Hyperhomocystinemia linked to B-vitamin deficiency is prevalent and associated with increased risk for stroke. While in vitro studies suggest homocysteine directly injures vascular endothelial thrombomodulin (TM), inhibits vonWillebrand factor (vWF) synthesis, and blocks tissue plasminogen activator (t-PA) receptor binding, these mechanisms and their reversibility by vitamin therapy are not established in humans. We investigated the effects of high-dose B-vitamin therapy on endogenous fibrinolysis and endothelial injury markers by randomizing 50 nonvitamin users with prior ischemic stroke to 3 months of treatment with multivitamins either containing folate (5 mg), B6 (100 mg), and B12 (1 mg), or lacking these components. Fasting before noon and post-methionine load plasma total homocysteine (tHcy), t-PA antigen levels, t-PA and plasminogen activator inhibitor (PAI) activities, total vWF antigen, and TM levels were measured before and after vitamin therapy.
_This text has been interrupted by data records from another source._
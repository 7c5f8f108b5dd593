//! Convenient imports for framestate.
//!
//! This module re-exports the most commonly used types so you can get started
//! with a single import:
//!
//! ```ignore
//! use framestate::prelude::*;
//!
//! let rt = FrameRuntime::new();
//! let count = rt.frame(|f| rt.cell(f, 0))?;
//! ```

// Main entry point
pub use crate::runtime::{FrameRuntime, FrameRuntimeBuilder};

// Error handling
pub use crate::error::{Error, Result};

// Framed collections
pub use crate::primitives::{StateList, StateMap};

// Core types
pub use crate::types::{
    Frame, FrameData, FrameId, FrameOptions, RestoreError, StateCell, StateId, Value,
};

// Persistent collections
pub use crate::types::{PersistentOrderedMap, PersistentOrderedSet};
The primary analysis between treatment groups across time revealed no significant changes (P > .1) for any hematologic variables. However, within-groups analysis showed reductions of 23% in plasma TM (P < .005) and 27% in fasting tHcy levels (P < .0001) and a paradoxical 30% rise in vWF antigen levels (P < .05) after high-dose B-vitamin, treatment with no changes in controls. Pooled data revealed a significant and reproducible 20% to 28% decline in plasma t-PA activity after methionine load (n = 49, P < .02). Our findings demonstrate methionine load lowers plasma t-PA activity by a plasminogen activator inhibitor (PAI-1) independent mechanism that is not attenuated by 3 months of high-dose B-vitamin treatment. While not improving endogenous fibrinolysis profiles, these results provide initial evidence that B-vitamin treatment may selectively alter markers of vascular endothelial injury after stroke.